SUPPLIED RECORDS:

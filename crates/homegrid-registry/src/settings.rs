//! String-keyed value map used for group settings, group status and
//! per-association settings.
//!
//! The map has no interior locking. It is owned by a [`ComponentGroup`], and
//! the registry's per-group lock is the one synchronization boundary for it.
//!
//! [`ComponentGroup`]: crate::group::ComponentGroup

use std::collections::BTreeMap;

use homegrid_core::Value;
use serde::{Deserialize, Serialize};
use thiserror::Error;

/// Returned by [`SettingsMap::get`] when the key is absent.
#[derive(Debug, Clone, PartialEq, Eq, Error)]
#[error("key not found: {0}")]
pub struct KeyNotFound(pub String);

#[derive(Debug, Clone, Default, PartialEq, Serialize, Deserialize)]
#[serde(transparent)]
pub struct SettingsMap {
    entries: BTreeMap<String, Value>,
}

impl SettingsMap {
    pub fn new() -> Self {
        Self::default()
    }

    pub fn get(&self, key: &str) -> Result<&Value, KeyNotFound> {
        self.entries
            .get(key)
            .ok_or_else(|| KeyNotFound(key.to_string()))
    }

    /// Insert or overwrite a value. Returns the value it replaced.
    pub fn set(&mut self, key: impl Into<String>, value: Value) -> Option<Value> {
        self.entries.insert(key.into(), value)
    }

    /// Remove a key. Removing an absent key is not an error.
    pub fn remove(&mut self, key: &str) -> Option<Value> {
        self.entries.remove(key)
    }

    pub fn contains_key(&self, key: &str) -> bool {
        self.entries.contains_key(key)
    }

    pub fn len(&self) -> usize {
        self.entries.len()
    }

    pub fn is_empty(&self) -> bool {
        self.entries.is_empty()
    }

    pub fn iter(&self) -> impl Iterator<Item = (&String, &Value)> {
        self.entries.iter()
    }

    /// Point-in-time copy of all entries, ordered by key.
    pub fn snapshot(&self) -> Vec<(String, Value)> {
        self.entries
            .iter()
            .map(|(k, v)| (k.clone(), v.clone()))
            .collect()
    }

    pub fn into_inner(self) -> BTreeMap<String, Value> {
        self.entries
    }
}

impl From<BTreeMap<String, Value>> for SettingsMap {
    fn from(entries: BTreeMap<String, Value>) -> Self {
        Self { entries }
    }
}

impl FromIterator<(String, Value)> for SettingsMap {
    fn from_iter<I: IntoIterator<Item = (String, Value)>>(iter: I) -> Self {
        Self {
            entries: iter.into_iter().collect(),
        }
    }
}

...

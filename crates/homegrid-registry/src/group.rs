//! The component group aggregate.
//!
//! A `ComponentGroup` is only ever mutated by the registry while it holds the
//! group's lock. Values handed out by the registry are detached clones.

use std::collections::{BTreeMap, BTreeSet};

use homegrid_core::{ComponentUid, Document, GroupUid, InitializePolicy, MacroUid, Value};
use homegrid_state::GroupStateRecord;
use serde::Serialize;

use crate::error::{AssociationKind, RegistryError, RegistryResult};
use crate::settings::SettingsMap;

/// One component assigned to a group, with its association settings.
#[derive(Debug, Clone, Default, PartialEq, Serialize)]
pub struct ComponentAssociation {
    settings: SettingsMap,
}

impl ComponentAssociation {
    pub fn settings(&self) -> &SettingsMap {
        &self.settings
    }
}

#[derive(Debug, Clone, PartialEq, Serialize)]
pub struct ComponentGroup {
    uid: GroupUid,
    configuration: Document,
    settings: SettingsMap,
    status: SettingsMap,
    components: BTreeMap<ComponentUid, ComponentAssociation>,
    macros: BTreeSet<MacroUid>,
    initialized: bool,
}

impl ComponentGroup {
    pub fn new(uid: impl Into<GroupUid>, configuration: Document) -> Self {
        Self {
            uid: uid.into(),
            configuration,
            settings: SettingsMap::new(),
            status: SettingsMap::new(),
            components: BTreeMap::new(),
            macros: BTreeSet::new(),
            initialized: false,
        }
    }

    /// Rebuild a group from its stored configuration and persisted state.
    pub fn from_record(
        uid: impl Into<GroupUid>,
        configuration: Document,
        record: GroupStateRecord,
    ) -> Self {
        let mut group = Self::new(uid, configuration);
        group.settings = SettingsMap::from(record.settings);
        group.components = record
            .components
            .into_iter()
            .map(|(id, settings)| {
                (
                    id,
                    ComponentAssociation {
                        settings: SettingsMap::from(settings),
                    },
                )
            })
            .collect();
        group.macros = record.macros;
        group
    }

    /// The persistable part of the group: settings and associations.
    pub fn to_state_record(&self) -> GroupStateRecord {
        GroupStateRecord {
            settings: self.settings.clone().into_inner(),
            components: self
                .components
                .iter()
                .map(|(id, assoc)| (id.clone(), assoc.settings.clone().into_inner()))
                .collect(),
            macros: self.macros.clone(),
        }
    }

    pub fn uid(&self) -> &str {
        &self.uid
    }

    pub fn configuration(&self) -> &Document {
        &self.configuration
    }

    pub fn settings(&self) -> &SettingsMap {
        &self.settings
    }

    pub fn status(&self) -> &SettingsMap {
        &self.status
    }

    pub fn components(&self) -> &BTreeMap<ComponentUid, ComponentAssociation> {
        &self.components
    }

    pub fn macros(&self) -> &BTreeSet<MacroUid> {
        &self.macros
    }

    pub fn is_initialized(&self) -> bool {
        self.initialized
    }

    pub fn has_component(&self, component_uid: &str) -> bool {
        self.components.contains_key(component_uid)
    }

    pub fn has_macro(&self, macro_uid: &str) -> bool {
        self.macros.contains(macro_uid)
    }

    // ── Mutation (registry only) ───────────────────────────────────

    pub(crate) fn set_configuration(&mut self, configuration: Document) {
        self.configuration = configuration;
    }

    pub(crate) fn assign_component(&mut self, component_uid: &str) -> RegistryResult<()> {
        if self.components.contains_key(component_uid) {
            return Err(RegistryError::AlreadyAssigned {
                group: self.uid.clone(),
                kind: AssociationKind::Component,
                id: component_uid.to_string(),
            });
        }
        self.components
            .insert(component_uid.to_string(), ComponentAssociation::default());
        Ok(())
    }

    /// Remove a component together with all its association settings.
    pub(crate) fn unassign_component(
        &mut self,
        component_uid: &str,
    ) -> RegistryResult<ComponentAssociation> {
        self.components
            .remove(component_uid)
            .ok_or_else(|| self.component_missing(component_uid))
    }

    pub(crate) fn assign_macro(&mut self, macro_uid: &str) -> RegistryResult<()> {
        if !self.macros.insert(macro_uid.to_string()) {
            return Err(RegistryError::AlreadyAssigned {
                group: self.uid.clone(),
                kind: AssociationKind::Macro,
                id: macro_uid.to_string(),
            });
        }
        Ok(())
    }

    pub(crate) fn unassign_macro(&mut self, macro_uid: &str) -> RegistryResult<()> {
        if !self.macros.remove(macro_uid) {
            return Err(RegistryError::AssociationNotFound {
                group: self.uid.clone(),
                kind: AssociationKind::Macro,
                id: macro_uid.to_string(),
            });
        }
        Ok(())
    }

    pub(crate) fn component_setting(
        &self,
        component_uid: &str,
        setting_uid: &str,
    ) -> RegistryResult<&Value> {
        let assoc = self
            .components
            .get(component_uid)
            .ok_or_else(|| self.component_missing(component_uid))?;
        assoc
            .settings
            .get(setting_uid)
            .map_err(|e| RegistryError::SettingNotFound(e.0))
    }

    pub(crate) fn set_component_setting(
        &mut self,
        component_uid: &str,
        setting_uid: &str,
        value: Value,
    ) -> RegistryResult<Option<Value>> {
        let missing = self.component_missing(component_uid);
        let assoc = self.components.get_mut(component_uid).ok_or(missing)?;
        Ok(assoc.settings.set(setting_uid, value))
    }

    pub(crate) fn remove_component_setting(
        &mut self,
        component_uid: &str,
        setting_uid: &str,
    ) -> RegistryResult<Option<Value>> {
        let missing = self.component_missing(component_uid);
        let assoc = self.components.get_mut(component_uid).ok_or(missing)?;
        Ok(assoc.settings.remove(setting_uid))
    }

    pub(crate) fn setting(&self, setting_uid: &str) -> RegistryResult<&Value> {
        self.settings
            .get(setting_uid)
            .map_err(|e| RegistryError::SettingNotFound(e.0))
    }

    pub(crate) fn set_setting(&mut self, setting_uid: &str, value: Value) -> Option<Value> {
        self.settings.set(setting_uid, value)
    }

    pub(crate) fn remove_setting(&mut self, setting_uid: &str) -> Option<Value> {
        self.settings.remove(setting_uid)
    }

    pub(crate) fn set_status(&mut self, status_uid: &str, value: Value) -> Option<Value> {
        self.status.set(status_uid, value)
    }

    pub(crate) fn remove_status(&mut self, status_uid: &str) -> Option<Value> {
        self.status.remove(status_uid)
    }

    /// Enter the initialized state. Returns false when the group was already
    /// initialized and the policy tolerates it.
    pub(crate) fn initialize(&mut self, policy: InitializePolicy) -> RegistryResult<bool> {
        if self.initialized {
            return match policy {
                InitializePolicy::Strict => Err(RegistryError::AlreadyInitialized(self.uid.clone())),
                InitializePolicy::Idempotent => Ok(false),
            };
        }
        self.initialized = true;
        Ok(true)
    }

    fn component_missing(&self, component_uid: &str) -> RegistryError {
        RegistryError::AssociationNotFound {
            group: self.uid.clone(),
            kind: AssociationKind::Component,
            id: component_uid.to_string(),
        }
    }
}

--

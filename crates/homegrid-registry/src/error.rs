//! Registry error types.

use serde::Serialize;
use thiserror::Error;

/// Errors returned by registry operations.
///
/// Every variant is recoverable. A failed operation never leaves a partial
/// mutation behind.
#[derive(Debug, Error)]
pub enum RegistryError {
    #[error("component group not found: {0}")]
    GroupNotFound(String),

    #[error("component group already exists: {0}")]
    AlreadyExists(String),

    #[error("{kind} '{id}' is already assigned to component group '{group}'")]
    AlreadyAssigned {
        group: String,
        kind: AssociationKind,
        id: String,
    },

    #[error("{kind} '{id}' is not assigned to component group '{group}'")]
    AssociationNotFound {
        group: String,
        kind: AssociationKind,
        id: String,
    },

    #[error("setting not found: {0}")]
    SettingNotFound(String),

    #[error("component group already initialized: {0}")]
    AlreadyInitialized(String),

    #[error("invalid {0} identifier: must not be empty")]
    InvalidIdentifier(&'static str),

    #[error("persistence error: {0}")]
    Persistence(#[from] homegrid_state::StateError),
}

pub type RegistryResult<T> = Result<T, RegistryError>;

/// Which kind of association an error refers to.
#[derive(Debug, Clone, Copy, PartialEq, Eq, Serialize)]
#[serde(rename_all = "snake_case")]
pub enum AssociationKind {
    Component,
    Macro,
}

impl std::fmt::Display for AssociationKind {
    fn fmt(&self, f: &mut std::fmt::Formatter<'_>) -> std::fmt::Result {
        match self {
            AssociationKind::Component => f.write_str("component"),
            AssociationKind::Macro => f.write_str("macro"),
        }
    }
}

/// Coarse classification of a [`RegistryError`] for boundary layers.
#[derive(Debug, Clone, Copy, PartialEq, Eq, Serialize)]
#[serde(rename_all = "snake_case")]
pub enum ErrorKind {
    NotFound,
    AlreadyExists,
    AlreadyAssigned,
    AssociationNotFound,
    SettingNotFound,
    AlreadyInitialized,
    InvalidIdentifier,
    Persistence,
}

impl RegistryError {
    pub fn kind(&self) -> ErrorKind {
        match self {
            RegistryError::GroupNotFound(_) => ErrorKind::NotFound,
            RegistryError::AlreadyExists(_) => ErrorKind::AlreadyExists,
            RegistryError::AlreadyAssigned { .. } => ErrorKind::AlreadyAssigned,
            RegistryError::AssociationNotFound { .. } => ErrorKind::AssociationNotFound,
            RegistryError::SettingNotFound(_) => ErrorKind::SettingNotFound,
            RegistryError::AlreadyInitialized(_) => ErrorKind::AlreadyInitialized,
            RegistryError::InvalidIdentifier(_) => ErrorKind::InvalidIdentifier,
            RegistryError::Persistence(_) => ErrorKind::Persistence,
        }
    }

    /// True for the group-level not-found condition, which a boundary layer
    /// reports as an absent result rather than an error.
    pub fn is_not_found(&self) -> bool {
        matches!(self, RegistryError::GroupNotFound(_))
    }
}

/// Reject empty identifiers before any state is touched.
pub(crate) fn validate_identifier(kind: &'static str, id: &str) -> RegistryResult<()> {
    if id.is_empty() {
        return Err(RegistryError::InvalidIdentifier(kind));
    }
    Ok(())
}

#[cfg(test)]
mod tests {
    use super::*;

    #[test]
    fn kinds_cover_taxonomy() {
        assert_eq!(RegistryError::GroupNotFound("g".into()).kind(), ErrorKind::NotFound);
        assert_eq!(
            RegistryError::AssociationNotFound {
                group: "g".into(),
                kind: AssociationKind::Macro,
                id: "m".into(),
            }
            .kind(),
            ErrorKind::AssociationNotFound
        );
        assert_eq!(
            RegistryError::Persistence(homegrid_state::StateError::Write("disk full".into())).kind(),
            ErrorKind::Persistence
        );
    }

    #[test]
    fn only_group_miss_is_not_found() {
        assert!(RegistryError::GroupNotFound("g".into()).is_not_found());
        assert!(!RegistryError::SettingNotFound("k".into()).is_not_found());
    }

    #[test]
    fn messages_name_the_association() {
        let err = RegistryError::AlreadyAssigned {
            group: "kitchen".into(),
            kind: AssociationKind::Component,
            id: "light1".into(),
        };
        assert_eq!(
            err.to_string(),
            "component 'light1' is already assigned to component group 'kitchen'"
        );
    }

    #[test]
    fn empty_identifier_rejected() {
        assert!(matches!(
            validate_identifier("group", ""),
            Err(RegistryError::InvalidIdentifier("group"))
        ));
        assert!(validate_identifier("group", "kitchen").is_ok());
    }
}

DESCRIPTION OF THE TASK:
Using the records above, restate word for word the lines from the one with "filename crates/homegrid-registry/src/settings.rs" through the one with "value it replaced.", both included.

PROBLEM SOLUTION:
filename crates/homegrid-registry/src/settings.rs
//! String-keyed value map used for group settings, group status and
//! per-association settings.
//!
//! The map has no interior locking. It is owned by a [`ComponentGroup`], and
//! the registry's per-group lock is the one synchronization boundary for it.
//!
//! [`ComponentGroup`]: crate::group::ComponentGroup

use std::collections::BTreeMap;

use homegrid_core::Value;
use serde::{Deserialize, Serialize};
use thiserror::Error;

/// Returned by [`SettingsMap::get`] when the key is absent.
#[derive(Debug, Clone, PartialEq, Eq, Error)]
#[error("key not found: {0}")]
pub struct KeyNotFound(pub String);

#[derive(Debug, Clone, Default, PartialEq, Serialize, Deserialize)]
#[serde(transparent)]
pub struct SettingsMap {
    entries: BTreeMap<String, Value>,
}

impl SettingsMap {
    pub fn new() -> Self {
        Self::default()
    }

    pub fn get(&self, key: &str) -> Result<&Value, KeyNotFound> {
        self.entries
            .get(key)
            .ok_or_else(|| KeyNotFound(key.to_string()))
    }

    /// Insert or overwrite a value. Returns the value it replaced.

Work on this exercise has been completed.